Ignacio Ruiz Quintano
Abc Cultural
En nombre del arte, un fotógrafo ha tratado de exponer en el Guggenheim de Bilbao la radiografía del cráneo del concejal asesinado Miguel Ángel Blanco.
A los fotógrafos les gastó una vez una broma Wenceslao Fernández Flórez, en cuya crónica parlamentaria del día anotó: “Hay que tener cuidado con los fotógrafos. Entran en el hemiciclo y, aprovechando la afluencia de diputados desconocidos, ocultan su máquina bajo un escaño y se quedan allí para siempre, hasta que en una crisis apurada les hacen directores generales o ministros.” Leído esto, diecisiete fotógrafos se dirigieron al cronista “protestando enérgicamente”, pues por culpa de esa crónica “les será negado en lo sucesivo por el presidente de la Cámara el permiso para realizar su labor informativa”.

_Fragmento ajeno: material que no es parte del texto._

pub mod memory_store;
pub mod pg_store;

use crate::{
    error::StoreError,
    utils::{AccountAddress, Fingerprint},
};
use async_trait::async_trait;
use chrono::{DateTime, Utc};
use serde::Serialize;
use uuid::Uuid;

pub use memory_store::MemoryStore;
pub use pg_store::PgStore;

pub type StoreResult<T> = Result<T, StoreError>;

#[derive(Debug, Clone, PartialEq, Eq, Serialize)]
pub struct TrackedAddress {
    pub id: Uuid,
    pub workchain: i32,
    pub fingerprint: Fingerprint,
    pub active: bool,
    pub created_at: DateTime<Utc>,
    pub updated_at: DateTime<Utc>,
}

impl TrackedAddress {
    pub fn address(&self) -> AccountAddress {
        AccountAddress::new(self.workchain, self.fingerprint)
    }
}

#[derive(Debug, Clone, PartialEq, Eq, Serialize)]
pub struct ShardBlock {
    pub id: i64,
    pub workchain: i32,
    pub shard: i64,
    pub seqno: u32,
    pub processed: bool,
    pub processed_at: Option<DateTime<Utc>>,
}

#[derive(Debug, Clone, Copy, PartialEq, Eq)]
pub struct NewShardBlock {
    pub workchain: i32,
    pub shard: i64,
    pub seqno: u32,
}

/// Durable state shared by the engines and the tracking service.
#[async_trait]
pub trait WatchStore: Send + Sync {
    /// Highest recorded seqno for the shard, `None` if never seen.
    async fn get_watermark(
        &self,
        workchain: i32,
        shard: i64,
    ) -> StoreResult<Option<u32>>;

    /// Returns `false` when the (workchain, shard, seqno) row already exists.
    async fn insert_block_if_absent(
        &self,
        block: &NewShardBlock,
    ) -> StoreResult<bool>;

    /// Unprocessed blocks taken round-robin across shards: the oldest block
    /// of every shard, then the second oldest of every shard, and so on.
    /// Seqnos of one shard always come out ascending.
    async fn list_unprocessed(&self, limit: usize)
    -> StoreResult<Vec<ShardBlock>>;

    /// Flips `processed` once; `false` if the block was already processed
    /// or does not exist.
    async fn mark_processed(&self, id: i64) -> StoreResult<bool>;

    async fn count_unprocessed(&self) -> StoreResult<u64>;

    async fn find_tracked_address(
        &self,
        workchain: i32,
        fingerprint: &Fingerprint,
    ) -> StoreResult<Option<TrackedAddress>>;

    async fn list_active_tracked_addresses(
        &self,
    ) -> StoreResult<Vec<TrackedAddress>>;

    /// Inserts an active record. A record for the same address, active or
    /// not, is a [`StoreError::Conflict`].
    async fn insert_tracked_address(
        &self,
        workchain: i32,
        fingerprint: &Fingerprint,
    ) -> StoreResult<TrackedAddress>;

    /// Active to inactive; `false` if absent or already inactive.
    async fn deactivate_tracked_address(&self, id: Uuid) -> StoreResult<bool>;

    /// Inactive to active; `false` if absent or already active.
    async fn reactivate_tracked_address(&self, id: Uuid) -> StoreResult<bool>;
}
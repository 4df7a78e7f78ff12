//! Cross-instance mutual exclusion for engine steps.
//!
//! A single instance never needs a lock; when one is configured, a step that
//! cannot get it within the wait budget is skipped for that tick.

pub mod redis_lock;

use crate::error::LockError;
use async_trait::async_trait;
use std::{
    collections::HashMap,
    sync::Mutex,
    time::Duration,
};
use tokio::time::{Instant, sleep};
use uuid::Uuid;

pub use redis_lock::RedisLock;

/// Delay between acquisition attempts.
pub const RETRY_DELAY: Duration = Duration::from_millis(10);

/// Proof of ownership; releasing compares `token` before deleting.
#[derive(Debug, Clone, PartialEq, Eq)]
pub struct LockHandle {
    pub resource: String,
    pub token: String,
}

impl LockHandle {
    fn new(resource: &str) -> Self {
        Self {
            resource: resource.to_string(),
            token: Uuid::new_v4().to_string(),
        }
    }
}

#[async_trait]
pub trait DistributedLock: Send + Sync {
    /// Retries until `timeout` elapses; `None` means someone else holds it.
    async fn acquire(
        &self,
        resource: &str,
        timeout: Duration,
    ) -> Result<Option<LockHandle>, LockError>;

    /// Returns `false` when the lock already expired or changed owner;
    /// that is not an error.
    async fn release(&self, handle: &LockHandle) -> Result<bool, LockError>;

    /// Resets the expiry to a full ttl if `handle` still owns the lock.
    async fn extend(&self, handle: &LockHandle) -> Result<bool, LockError>;

    /// Expiry applied on acquire and on every extend.
    fn ttl(&self) -> Duration;
}

/// Process-local lock with expiry, for single-host setups and tests.
pub struct LocalLock {
    ttl: Duration,
    held: Mutex<HashMap<String, (String, Instant)>>,
}

impl LocalLock {
    pub fn new(ttl: Duration) -> Self {
        Self {
            ttl,
            held: Mutex::new(HashMap::new()),
        }
    }

    fn try_take(&self, handle: &LockHandle) -> bool {
        let now = Instant::now();
        let mut held = self.held.lock().unwrap_or_else(|p| p.into_inner());
        match held.get(&handle.resource) {
            Some((_, expires)) if *expires > now => false,
            _ => {
                held.insert(
                    handle.resource.clone(),
                    (handle.token.clone(), now + self.ttl),
                );
                true
            }
        }
    }
}

#[async_trait]
impl DistributedLock for LocalLock {
    async fn acquire(
        &self,
        resource: &str,
        timeout: Duration,
    ) -> Result<Option<LockHandle>, LockError> {
        let handle = LockHandle::new(resource);
        let deadline = Instant::now() + timeout;
        loop {
            if self.try_take(&handle) {
                return Ok(Some(handle));
            }
            if Instant::now() >= deadline {
                return Ok(None);
            }
            sleep(RETRY_DELAY).await;
        }
    }

    async fn release(&self, handle: &LockHandle) -> Result<bool, LockError> {
        let mut held = self.held.lock().unwrap_or_else(|p| p.into_inner());
        match held.get(&handle.resource) {
            Some((token, _)) if *token == handle.token => {
                held.remove(&handle.resource);
                Ok(true)
            }
            _ => Ok(false),
        }
    }

    async fn extend(&self, handle: &LockHandle) -> Result<bool, LockError> {
        let now = Instant::now();
        let mut held = self.held.lock().unwrap_or_else(|p| p.into_inner());
        match held.get_mut(&handle.resource) {
            Some((token, expires))
                if *token == handle.token && *expires > now =>
            {
                *expires = now + self.ttl;
                Ok(true)
            }
            _ => Ok(false),
        }
    }

    fn ttl(&self) -> Duration {
        self.ttl
    }
}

El fotógrafo, queremos decir, es un ser sensible. Y cada día, más poderoso. Tras de la declinación de la filosofía clásica, hecha en torno del Ser, surgió la filosofía del Parecer. Pemán fue de los primeros en darse cuenta de que las asambleas de cualquier clase son unas congregaciones de hombres presididos por fotógrafos.
–El mundo no oye ya discursos, ni atiende a razones, ni examina motivos. No tiene tiempo. El mundo pasa rápidamente hojas de la vida, sin ver más que las estampas.

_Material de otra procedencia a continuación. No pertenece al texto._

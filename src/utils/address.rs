use base64::{
    Engine,
    engine::general_purpose::{STANDARD, URL_SAFE},
};
use sqlx::{
    Postgres, Type,
    decode::Decode,
    encode::Encode,
    postgres::{PgHasArrayType, PgTypeInfo, PgValueRef},
};
use std::{fmt, str::FromStr};
use thiserror::Error;

pub const FINGERPRINT_LEN: usize = 32;

const FRIENDLY_LEN: usize = 36;
const TAG_BOUNCEABLE: u8 = 0x11;
const TAG_NON_BOUNCEABLE: u8 = 0x51;
const TAG_TESTNET: u8 = 0x80;

#[derive(Debug, Clone, PartialEq, Eq, Error)]
pub enum AddressError {
    #[error("empty address")]
    Empty,
    #[error("invalid workchain: {0}")]
    Workchain(String),
    #[error("invalid account hash: {0}")]
    Hash(String),
    #[error("invalid user-friendly address: {0}")]
    Friendly(String),
    #[error("checksum mismatch")]
    Checksum,
}

/// 32-byte account hash identifying an account inside a workchain.
#[derive(Clone, Copy, PartialEq, Eq, Hash, PartialOrd, Ord, Default)]
pub struct Fingerprint(pub [u8; FINGERPRINT_LEN]);

impl Fingerprint {
    pub fn as_bytes(&self) -> &[u8; FINGERPRINT_LEN] {
        &self.0
    }

    pub fn from_slice(bytes: &[u8]) -> Result<Self, AddressError> {
        let arr: [u8; FINGERPRINT_LEN] = bytes.try_into().map_err(|_| {
            AddressError::Hash(format!(
                "expected {} bytes, got {}",
                FINGERPRINT_LEN,
                bytes.len()
            ))
        })?;
        Ok(Self(arr))
    }

    pub fn to_hex(&self) -> String {
        hex::encode(self.0)
    }
}

impl fmt::Debug for Fingerprint {
    fn fmt(&self, f: &mut fmt::Formatter<'_>) -> fmt::Result {
        write!(f, "Fingerprint({})", self.to_hex())
    }
}

impl fmt::Display for Fingerprint {
    fn fmt(&self, f: &mut fmt::Formatter<'_>) -> fmt::Result {
        f.write_str(&self.to_hex())
    }
}

impl FromStr for Fingerprint {
    type Err = AddressError;

    fn from_str(s: &str) -> Result<Self, Self::Err> {
        let h = s.trim();
        if h.len() != FINGERPRINT_LEN * 2 {
            return Err(AddressError::Hash(format!(
                "expected {} hex chars, got {}",
                FINGERPRINT_LEN * 2,
                h.len()
            )));
        }
        let bytes =
            hex::decode(h).map_err(|e| AddressError::Hash(e.to_string()))?;
        Self::from_slice(&bytes)
    }
}

impl serde::Serialize for Fingerprint {
    fn serialize<S>(&self, serializer: S) -> Result<S::Ok, S::Error>
    where
        S: serde::Serializer,
    {
        serializer.serialize_str(&self.to_hex())
    }
}

impl<'de> serde::Deserialize<'de> for Fingerprint {
    fn deserialize<D>(deserializer: D) -> Result<Self, D::Error>
    where
        D: serde::Deserializer<'de>,
    {
        let s = String::deserialize(deserializer)?;
        Fingerprint::from_str(&s).map_err(serde::de::Error::custom)
    }
}

// Stored as BYTEA; decoding rejects anything that is not exactly 32 bytes.
impl Type<Postgres> for Fingerprint {
    fn type_info() -> PgTypeInfo {
        <Vec<u8> as Type<Postgres>>::type_info()
    }
}

impl PgHasArrayType for Fingerprint {
    fn array_type_info() -> PgTypeInfo {
        <Vec<u8> as PgHasArrayType>::array_type_info()
    }
}

impl<'q> Encode<'q, Postgres> for Fingerprint {
    fn encode_by_ref(
        &self,
        buf: &mut <Postgres as sqlx::Database>::ArgumentBuffer<'q>,
    ) -> Result<sqlx::encode::IsNull, Box<dyn std::error::Error + Send + Sync>>
    {
        <&[u8] as Encode<Postgres>>::encode_by_ref(&self.0.as_slice(), buf)
    }
}

impl<'r> Decode<'r, Postgres> for Fingerprint {
    fn decode(
        value: PgValueRef<'r>,
    ) -> Result<Self, Box<dyn std::error::Error + Send + Sync>> {
        let bytes = <Vec<u8> as Decode<Postgres>>::decode(value)?;
        Ok(Fingerprint::from_slice(&bytes)?)
    }
}

/// Workchain plus account hash. Parses both the raw `wc:hex` form and the
/// 48-character user-friendly form; always renders the raw form.
#[derive(Debug, Clone, Copy, PartialEq, Eq, Hash)]
pub struct AccountAddress {
    pub workchain: i32,
    pub fingerprint: Fingerprint,
}

impl AccountAddress {
    pub fn new(workchain: i32, fingerprint: Fingerprint) -> Self {
        Self {
            workchain,
            fingerprint,
        }
    }

    /// User-friendly base64url form. Only workchains that fit in one signed
    /// byte are representable.
    pub fn to_friendly(
        &self,
        bounceable: bool,
        testnet: bool,
    ) -> Result<String, AddressError> {
        let wc = i8::try_from(self.workchain)
            .map_err(|_| AddressError::Workchain(self.workchain.to_string()))?;
        let mut tag = if bounceable {
            TAG_BOUNCEABLE
        } else {
            TAG_NON_BOUNCEABLE
        };
        if testnet {
            tag |= TAG_TESTNET;
        }
        let mut buf = [0u8; FRIENDLY_LEN];
        buf[0] = tag;
        buf[1] = wc as u8;
        buf[2..34].copy_from_slice(self.fingerprint.as_bytes());
        let crc = crc16_xmodem(&buf[..34]);
        buf[34..].copy_from_slice(&crc.to_be_bytes());
        Ok(URL_SAFE.encode(buf))
    }

    fn parse_raw(s: &str) -> Result<Self, AddressError> {
        let (wc, hash) = s
            .split_once(':')
            .ok_or_else(|| AddressError::Workchain(s.to_string()))?;
        let workchain = wc
            .parse::<i32>()
            .map_err(|_| AddressError::Workchain(wc.to_string()))?;
        Ok(Self::new(workchain, hash.parse()?))
    }

    fn parse_friendly(s: &str) -> Result<Self, AddressError> {
        if s.len() != 48 {
            return Err(AddressError::Friendly(format!(
                "expected 48 chars, got {}",
                s.len()
            )));
        }
        let normalized: String = s
            .chars()
            .map(|c| match c {
                '-' => '+',
                '_' => '/',
                c => c,
            })
            .collect();
        let bytes = STANDARD
            .decode(normalized)
            .map_err(|e| AddressError::Friendly(e.to_string()))?;
        if bytes.len() != FRIENDLY_LEN {
            return Err(AddressError::Friendly(format!(
                "expected {} bytes, got {}",
                FRIENDLY_LEN,
                bytes.len()
            )));
        }
        let tag = bytes[0] & !TAG_TESTNET;
        if tag != TAG_BOUNCEABLE && tag != TAG_NON_BOUNCEABLE {
            return Err(AddressError::Friendly(format!(
                "unknown tag 0x{:02x}",
                bytes[0]
            )));
        }
        let crc = u16::from_be_bytes([bytes[34], bytes[35]]);
        if crc16_xmodem(&bytes[..34]) != crc {
            return Err(AddressError::Checksum);
        }
        let workchain = bytes[1] as i8 as i32;
        Ok(Self::new(workchain, Fingerprint::from_slice(&bytes[2..34])?))
    }
}

impl fmt::Display for AccountAddress {
    fn fmt(&self, f: &mut fmt::Formatter<'_>) -> fmt::Result {
        write!(f, "{}:{}", self.workchain, self.fingerprint)
    }
}

impl FromStr for AccountAddress {
    type Err = AddressError;

    fn from_str(s: &str) -> Result<Self, Self::Err> {
        let s = s.trim();
        if s.is_empty() {
            return Err(AddressError::Empty);
        }
        if s.contains(':') {
            Self::parse_raw(s)
        } else {
            Self::parse_friendly(s)
        }
    }
}

impl serde::Serialize for AccountAddress {
    fn serialize<S>(&self, serializer: S) -> Result<S::Ok, S::Error>
    where
        S: serde::Serializer,
    {
        serializer.collect_str(self)
    }
}

impl<'de> serde::Deserialize<'de> for AccountAddress {
    fn deserialize<D>(deserializer: D) -> Result<Self, D::Error>
    where
        D: serde::Deserializer<'de>,
    {
        let s = String::deserialize(deserializer)?;
        AccountAddress::from_str(&s).map_err(serde::de::Error::custom)
    }
}

/// CRC-16/XMODEM (poly 0x1021, init 0), the checksum used by friendly
/// addresses.
pub fn crc16_xmodem(data: &[u8]) -> u16 {
    let mut crc: u16 = 0;
    for &byte in data {
        crc ^= (byte as u16) << 8;
        for _ in 0..8 {
            crc = if crc & 0x8000 != 0 {
                (crc << 1) ^ 0x1021
            } else {
                crc << 1
            };
        }
    }
    crc
}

En el arte contemporáneo llevamos visto de todo. Y la radiografía de Blanco cumplía con los ocho rasgos específicos que José Javier Esparza tiene estudiados en el arte (occidental) contemporáneo: obsesión por la novedad, significados ininteligibles, transversalidad del soporte, consagración de lo efímero, nihilismo cultural, sintonía con un poder concebido como subversión, naufragio de la subjetividad y obliteración absoluta de la pregunta por la belleza. El anatomista Von Hagens llevó a Londres una exposición de doscientos cadáveres dispuestos en poses cotidianas. Una actriz tailandesa se presentó en Turín con un monólogo pronunciado ante diez cadáveres humanos de la morgue local.
–Hablo con los muertos porque los vivos no me hacen caso –dijo.
Pero es que, entre fotógrafos, el propio Agustín Centelles, por sentido del escarnio, recurrió a la autocensura con sus imágenes de las momias de las monjas de las Salesas de Barcelona que la izquierda había “sacado a pasear”. Querer poner en el Guggenheim el cráneo de Blanco es jugar a hacer creer que el museo es el monasterio de las Huelgas Reales, y Blanco, Enrique I, el Niño de la Teja. Otro tiro al blanco para turistas.